Among the entries that follow, find the lines containing the string "LayerKey" and copy them.

▸ RECORDS TO USE
-.-.-

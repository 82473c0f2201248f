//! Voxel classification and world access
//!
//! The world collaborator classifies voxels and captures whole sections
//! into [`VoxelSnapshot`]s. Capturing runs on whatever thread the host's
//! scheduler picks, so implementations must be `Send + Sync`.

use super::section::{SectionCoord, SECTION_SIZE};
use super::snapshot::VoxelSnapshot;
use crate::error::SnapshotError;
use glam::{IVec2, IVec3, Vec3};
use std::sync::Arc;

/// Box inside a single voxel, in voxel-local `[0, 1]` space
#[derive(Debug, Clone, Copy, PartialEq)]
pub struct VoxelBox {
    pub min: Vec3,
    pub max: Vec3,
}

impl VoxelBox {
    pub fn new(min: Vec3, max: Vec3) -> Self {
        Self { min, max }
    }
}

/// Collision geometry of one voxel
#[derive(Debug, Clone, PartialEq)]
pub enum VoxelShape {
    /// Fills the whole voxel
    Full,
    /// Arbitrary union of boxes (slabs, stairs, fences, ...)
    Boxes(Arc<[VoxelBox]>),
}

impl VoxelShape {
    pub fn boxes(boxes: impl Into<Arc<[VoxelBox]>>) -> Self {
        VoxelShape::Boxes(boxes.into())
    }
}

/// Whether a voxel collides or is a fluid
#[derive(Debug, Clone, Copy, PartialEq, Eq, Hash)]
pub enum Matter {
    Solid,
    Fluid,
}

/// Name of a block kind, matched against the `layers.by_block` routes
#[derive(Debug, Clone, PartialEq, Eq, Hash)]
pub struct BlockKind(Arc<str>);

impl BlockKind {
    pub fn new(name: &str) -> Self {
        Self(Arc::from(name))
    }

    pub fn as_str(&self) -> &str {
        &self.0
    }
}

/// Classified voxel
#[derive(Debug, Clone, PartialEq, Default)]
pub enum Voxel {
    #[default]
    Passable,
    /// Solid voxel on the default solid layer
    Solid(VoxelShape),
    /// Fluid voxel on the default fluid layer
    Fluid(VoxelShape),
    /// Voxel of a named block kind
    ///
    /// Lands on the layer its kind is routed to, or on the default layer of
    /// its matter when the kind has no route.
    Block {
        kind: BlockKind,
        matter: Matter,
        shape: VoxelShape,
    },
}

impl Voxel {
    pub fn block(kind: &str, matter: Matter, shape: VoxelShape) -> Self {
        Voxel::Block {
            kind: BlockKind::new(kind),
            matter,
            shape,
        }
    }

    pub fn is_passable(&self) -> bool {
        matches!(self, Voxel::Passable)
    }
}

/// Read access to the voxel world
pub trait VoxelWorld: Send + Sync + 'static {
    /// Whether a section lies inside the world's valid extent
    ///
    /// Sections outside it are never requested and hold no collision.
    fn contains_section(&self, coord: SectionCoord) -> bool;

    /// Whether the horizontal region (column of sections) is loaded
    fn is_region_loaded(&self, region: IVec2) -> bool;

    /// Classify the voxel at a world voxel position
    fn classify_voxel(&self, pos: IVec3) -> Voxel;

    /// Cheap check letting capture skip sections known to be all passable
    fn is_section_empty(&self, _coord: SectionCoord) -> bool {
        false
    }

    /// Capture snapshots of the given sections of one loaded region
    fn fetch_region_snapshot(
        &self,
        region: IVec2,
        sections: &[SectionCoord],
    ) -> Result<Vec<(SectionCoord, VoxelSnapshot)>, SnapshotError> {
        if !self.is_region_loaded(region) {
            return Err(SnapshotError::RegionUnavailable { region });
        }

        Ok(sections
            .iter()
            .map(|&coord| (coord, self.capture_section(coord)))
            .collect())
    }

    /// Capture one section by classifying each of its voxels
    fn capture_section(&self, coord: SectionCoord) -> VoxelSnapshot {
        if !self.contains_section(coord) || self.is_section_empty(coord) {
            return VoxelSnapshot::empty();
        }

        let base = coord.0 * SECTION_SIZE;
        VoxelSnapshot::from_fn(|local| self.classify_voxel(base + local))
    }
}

-.-.-

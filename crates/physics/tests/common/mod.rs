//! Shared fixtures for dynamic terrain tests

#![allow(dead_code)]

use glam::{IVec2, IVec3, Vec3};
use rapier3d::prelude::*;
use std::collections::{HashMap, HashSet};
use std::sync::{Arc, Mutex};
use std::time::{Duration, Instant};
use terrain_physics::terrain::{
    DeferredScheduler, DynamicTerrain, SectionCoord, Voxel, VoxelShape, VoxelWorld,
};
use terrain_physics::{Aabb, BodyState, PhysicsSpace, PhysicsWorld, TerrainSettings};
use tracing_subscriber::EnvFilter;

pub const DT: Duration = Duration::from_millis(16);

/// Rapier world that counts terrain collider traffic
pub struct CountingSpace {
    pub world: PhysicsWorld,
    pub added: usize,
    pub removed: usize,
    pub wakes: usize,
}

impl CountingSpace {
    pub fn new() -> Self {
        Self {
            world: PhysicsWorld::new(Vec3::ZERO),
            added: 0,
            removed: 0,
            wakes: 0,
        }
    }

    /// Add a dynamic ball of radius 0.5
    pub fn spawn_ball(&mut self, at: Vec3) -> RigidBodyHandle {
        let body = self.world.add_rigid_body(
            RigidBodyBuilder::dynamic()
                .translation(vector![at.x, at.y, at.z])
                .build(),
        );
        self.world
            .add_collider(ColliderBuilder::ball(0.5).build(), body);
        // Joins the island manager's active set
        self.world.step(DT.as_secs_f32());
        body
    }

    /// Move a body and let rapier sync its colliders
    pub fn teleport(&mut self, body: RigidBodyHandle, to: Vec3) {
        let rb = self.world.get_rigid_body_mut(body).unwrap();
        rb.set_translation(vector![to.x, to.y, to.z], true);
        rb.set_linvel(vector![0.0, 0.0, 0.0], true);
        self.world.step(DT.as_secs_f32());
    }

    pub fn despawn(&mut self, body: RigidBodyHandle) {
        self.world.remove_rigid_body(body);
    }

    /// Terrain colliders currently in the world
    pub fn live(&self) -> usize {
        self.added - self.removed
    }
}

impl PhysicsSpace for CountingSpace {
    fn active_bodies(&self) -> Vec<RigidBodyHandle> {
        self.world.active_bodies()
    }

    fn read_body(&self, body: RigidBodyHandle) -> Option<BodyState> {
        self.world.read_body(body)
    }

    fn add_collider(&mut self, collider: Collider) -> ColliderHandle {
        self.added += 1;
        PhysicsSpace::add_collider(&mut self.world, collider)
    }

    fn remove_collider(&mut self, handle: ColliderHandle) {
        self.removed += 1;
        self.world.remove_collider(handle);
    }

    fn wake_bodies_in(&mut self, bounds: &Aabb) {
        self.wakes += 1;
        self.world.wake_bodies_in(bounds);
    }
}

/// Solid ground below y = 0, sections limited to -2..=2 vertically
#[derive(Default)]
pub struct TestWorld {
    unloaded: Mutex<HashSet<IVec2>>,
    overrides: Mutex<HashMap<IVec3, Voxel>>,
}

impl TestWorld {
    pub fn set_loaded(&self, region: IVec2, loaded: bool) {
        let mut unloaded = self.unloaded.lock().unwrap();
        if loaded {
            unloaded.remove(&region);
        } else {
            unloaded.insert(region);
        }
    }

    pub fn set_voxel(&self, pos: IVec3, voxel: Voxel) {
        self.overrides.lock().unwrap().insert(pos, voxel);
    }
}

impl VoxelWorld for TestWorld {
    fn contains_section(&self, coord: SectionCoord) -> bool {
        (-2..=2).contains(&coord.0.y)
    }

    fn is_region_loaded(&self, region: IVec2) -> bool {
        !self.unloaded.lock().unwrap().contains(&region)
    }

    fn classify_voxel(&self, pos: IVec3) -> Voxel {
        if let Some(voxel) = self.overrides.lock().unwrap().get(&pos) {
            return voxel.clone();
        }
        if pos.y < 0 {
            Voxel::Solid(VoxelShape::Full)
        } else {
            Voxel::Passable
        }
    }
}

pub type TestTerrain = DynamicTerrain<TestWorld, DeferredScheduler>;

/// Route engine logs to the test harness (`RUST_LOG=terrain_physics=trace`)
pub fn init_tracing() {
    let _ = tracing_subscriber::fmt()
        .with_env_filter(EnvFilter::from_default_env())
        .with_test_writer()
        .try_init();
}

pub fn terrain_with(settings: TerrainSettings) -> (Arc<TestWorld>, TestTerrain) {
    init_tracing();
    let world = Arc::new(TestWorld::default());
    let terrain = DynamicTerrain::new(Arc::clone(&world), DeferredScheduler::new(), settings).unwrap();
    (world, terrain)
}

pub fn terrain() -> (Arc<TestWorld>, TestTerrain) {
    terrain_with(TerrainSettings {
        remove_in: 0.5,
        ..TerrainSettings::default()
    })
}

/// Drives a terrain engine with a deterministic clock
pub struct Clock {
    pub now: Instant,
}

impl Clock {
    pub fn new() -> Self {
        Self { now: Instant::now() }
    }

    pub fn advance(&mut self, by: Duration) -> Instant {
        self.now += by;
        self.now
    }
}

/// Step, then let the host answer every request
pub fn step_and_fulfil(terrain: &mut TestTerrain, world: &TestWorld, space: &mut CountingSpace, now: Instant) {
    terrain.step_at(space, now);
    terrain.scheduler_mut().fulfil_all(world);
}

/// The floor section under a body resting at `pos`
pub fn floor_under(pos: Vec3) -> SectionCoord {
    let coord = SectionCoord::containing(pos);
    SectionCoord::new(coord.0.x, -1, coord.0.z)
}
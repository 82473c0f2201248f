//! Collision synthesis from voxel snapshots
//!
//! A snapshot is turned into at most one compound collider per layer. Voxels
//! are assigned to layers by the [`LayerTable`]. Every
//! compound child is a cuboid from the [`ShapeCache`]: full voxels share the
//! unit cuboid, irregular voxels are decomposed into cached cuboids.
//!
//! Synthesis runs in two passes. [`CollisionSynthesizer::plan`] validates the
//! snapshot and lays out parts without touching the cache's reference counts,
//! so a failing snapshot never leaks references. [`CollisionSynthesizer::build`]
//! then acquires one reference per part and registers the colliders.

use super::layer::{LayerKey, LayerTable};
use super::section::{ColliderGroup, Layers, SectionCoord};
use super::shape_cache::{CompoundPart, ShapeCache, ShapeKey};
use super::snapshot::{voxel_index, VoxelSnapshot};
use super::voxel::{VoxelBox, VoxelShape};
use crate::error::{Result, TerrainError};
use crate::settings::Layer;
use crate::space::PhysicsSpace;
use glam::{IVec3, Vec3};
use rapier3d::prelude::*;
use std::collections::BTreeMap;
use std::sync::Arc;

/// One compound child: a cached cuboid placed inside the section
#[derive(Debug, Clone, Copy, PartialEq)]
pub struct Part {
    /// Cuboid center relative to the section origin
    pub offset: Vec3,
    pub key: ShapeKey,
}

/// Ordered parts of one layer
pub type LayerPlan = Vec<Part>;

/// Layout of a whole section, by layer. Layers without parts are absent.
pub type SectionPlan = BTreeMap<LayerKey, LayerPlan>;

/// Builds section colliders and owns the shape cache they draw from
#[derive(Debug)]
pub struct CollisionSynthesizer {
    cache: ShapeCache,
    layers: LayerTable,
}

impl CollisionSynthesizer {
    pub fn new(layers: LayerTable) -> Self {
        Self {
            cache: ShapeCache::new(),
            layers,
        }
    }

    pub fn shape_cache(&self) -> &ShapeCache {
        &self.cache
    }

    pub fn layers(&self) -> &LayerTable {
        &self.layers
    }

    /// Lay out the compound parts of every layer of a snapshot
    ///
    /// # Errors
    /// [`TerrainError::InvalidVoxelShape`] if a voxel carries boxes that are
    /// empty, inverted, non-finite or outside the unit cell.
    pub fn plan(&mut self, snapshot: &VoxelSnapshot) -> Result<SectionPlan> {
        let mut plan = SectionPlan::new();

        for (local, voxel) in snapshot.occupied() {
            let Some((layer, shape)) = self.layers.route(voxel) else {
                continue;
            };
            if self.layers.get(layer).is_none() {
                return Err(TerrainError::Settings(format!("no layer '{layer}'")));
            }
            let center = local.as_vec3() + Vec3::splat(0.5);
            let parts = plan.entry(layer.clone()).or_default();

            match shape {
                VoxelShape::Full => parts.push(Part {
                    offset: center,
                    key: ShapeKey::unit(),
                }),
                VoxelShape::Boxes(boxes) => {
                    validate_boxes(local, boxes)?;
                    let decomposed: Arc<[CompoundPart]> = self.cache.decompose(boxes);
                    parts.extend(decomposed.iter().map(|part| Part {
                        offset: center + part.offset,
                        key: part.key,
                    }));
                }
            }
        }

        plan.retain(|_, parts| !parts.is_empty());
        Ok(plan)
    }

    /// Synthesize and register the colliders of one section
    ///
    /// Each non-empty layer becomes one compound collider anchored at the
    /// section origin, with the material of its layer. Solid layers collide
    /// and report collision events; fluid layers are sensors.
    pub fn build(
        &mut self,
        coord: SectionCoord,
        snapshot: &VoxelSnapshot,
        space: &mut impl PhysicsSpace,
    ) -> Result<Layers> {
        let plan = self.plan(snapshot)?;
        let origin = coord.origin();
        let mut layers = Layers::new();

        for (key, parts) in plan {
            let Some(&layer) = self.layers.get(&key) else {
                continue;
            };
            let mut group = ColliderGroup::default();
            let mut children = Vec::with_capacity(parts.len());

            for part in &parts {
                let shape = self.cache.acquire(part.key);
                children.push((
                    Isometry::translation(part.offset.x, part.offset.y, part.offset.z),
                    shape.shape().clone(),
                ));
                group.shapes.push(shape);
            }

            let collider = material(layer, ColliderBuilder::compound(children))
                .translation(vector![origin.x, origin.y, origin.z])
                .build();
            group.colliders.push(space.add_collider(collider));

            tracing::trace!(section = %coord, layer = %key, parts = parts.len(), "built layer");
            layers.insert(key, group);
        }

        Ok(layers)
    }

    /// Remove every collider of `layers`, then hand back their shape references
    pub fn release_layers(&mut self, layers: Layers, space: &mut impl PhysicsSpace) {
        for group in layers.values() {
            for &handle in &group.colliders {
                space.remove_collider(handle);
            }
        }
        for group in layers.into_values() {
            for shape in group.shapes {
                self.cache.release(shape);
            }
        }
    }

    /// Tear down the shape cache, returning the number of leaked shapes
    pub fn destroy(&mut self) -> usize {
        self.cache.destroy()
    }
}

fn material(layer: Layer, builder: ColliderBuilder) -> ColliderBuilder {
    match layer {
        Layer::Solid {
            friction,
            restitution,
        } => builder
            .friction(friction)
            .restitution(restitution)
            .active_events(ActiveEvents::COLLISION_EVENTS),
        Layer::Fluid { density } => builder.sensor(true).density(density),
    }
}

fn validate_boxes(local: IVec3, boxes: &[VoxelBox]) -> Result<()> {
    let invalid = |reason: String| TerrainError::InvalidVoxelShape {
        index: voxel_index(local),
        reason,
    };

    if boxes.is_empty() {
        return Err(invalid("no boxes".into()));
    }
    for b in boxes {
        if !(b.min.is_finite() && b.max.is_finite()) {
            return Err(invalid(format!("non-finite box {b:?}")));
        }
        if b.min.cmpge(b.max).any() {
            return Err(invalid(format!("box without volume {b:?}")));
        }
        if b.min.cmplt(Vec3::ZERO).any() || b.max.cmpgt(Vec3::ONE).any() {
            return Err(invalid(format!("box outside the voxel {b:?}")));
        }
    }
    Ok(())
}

-.-.-

▸ RESPONSE TO THIS EXERCISE
use super::layer::{LayerKey, LayerTable};
pub type SectionPlan = BTreeMap<LayerKey, LayerPlan>;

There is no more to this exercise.